[Start of Attachment]

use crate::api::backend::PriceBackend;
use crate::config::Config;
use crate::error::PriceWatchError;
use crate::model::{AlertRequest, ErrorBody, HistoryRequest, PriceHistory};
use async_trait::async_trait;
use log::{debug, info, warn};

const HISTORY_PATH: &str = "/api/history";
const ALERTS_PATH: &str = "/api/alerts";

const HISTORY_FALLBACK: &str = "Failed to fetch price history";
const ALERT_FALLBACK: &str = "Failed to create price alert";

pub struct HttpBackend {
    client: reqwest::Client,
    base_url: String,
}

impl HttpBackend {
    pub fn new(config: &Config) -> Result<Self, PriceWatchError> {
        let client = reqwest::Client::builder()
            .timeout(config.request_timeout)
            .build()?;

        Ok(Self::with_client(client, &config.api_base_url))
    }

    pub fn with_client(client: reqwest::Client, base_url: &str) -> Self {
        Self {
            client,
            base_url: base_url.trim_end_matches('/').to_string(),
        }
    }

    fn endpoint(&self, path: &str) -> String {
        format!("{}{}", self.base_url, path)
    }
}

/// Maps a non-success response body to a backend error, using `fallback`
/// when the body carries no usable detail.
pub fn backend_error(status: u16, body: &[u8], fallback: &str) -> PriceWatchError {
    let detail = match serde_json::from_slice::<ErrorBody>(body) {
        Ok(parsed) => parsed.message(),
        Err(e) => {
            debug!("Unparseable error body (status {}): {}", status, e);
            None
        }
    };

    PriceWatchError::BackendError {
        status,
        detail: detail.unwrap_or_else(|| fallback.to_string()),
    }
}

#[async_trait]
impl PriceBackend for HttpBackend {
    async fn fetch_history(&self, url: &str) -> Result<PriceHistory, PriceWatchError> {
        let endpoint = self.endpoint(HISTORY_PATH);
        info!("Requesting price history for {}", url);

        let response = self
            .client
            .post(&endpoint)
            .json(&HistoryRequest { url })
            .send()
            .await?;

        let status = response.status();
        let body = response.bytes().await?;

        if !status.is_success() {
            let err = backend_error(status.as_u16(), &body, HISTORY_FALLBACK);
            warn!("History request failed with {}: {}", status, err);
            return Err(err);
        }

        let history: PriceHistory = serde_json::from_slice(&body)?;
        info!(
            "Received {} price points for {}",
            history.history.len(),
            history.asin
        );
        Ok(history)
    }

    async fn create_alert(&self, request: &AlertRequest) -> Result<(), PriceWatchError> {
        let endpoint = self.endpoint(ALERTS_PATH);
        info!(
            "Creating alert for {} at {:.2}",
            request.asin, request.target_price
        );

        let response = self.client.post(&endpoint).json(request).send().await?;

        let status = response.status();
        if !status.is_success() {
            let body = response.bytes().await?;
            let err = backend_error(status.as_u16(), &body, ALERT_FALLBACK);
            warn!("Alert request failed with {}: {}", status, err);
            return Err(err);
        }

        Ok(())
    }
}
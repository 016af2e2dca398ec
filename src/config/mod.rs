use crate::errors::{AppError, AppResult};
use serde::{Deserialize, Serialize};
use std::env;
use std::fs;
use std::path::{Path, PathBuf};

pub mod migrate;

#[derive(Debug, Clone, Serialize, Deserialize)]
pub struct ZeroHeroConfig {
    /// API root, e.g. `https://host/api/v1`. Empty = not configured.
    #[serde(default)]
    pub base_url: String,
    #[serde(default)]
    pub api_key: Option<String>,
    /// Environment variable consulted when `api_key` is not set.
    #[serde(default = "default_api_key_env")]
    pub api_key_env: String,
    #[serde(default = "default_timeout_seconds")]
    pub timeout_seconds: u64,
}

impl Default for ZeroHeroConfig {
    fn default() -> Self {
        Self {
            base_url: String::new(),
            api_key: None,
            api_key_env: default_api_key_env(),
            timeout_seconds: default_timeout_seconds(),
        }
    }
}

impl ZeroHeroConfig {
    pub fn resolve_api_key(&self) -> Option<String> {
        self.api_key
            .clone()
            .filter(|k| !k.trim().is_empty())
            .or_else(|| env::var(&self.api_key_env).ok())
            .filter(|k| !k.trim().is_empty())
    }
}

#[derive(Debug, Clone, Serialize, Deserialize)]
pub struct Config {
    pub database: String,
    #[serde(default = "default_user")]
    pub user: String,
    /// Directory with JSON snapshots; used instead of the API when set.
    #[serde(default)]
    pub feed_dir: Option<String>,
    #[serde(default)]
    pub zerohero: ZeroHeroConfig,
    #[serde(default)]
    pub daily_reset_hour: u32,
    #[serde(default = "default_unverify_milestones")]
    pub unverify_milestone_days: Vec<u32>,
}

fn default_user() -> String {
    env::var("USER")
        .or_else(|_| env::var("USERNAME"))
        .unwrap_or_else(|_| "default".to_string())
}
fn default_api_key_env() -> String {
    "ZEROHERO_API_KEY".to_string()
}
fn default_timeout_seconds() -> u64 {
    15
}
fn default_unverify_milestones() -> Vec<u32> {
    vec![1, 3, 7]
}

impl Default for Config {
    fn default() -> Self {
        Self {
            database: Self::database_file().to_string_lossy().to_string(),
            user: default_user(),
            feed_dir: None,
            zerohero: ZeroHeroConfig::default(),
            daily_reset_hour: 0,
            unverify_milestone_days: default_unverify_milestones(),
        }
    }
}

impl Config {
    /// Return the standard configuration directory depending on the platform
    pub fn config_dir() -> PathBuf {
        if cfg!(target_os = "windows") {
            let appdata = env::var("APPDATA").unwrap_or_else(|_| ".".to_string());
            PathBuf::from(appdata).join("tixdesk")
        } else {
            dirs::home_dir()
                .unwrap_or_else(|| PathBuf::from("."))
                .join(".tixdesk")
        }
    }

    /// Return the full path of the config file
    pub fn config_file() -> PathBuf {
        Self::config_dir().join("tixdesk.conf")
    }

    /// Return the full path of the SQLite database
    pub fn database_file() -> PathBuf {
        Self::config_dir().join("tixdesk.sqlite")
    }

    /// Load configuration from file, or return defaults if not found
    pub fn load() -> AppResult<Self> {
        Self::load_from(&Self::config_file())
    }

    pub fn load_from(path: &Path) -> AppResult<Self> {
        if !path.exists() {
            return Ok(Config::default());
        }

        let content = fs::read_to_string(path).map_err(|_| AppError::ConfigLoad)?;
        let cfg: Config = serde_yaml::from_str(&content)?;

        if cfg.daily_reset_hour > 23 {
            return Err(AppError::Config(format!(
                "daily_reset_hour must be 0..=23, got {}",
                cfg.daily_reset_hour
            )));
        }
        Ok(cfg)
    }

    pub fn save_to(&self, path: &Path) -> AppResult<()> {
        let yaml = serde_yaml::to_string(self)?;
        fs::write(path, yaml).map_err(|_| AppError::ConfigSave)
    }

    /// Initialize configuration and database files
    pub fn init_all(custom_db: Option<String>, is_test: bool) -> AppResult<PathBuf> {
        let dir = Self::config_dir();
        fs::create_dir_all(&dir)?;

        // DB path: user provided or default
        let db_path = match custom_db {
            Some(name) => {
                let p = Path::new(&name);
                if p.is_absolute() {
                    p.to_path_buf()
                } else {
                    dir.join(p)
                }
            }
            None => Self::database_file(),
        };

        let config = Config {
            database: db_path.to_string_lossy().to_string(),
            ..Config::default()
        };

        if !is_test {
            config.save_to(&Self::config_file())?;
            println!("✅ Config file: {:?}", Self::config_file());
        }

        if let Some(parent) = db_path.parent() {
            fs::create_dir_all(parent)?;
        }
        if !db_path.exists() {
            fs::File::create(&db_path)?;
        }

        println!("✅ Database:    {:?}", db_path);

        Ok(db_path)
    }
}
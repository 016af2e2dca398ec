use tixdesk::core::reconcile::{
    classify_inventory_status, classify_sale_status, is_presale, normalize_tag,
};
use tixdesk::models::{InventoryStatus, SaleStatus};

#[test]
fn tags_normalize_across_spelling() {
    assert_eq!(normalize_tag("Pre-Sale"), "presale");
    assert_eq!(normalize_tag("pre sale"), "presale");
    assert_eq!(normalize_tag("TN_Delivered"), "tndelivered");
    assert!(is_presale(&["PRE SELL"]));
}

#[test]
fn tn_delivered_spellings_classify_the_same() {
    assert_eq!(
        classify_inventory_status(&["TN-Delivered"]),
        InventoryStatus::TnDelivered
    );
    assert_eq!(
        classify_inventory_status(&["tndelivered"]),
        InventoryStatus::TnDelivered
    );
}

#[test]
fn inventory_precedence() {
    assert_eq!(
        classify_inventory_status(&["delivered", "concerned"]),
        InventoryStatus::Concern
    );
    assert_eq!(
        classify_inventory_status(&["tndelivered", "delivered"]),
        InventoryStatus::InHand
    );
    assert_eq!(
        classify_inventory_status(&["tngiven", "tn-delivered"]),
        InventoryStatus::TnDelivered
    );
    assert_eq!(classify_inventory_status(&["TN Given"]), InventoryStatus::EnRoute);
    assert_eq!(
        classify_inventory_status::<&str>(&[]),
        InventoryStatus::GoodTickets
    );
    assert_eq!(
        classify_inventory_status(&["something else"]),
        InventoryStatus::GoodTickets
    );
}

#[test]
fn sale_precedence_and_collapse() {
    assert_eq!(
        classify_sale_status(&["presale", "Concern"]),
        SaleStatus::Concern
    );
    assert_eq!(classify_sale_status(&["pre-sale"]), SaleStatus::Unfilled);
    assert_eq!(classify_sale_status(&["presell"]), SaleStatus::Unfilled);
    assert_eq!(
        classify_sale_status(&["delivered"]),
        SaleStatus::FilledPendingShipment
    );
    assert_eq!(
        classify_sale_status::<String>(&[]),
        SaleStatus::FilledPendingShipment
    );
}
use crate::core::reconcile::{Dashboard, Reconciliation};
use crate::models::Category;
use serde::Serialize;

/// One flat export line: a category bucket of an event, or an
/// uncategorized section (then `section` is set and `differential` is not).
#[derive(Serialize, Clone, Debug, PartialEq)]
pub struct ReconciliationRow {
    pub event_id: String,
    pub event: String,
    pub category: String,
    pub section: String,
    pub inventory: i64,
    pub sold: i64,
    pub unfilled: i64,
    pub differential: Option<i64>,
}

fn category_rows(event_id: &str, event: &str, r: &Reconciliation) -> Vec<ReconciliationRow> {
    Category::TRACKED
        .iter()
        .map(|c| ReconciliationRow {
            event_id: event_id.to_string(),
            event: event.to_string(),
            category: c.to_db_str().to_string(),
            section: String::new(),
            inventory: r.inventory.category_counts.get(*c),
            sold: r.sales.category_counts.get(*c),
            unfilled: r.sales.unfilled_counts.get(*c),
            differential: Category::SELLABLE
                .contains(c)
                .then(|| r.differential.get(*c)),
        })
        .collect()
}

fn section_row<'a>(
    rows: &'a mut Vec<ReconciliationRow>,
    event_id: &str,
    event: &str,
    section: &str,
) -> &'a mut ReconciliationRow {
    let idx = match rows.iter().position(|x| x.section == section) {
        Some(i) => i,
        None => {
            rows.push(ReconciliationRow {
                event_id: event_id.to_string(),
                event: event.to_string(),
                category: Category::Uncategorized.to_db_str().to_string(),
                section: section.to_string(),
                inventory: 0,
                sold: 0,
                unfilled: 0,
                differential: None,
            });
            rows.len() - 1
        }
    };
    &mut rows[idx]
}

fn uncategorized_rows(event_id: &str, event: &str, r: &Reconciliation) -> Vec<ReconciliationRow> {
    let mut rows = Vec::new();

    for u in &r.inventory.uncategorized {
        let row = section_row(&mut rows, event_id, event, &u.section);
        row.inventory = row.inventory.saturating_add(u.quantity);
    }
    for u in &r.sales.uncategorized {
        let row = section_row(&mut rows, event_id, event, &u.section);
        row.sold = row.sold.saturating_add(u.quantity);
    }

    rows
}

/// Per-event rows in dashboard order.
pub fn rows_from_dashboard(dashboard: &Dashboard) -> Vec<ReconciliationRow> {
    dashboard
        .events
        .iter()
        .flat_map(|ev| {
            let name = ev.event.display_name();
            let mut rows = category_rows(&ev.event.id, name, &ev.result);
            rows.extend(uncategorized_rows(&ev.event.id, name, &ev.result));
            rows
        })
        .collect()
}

[End of Attachment]

**Task to complete**
Filter the preceding entries down to the lines with "println".

**Completed task**
            println!("✅ Config file: {:?}", Self::config_file());
        println!("✅ Database:    {:?}", db_path);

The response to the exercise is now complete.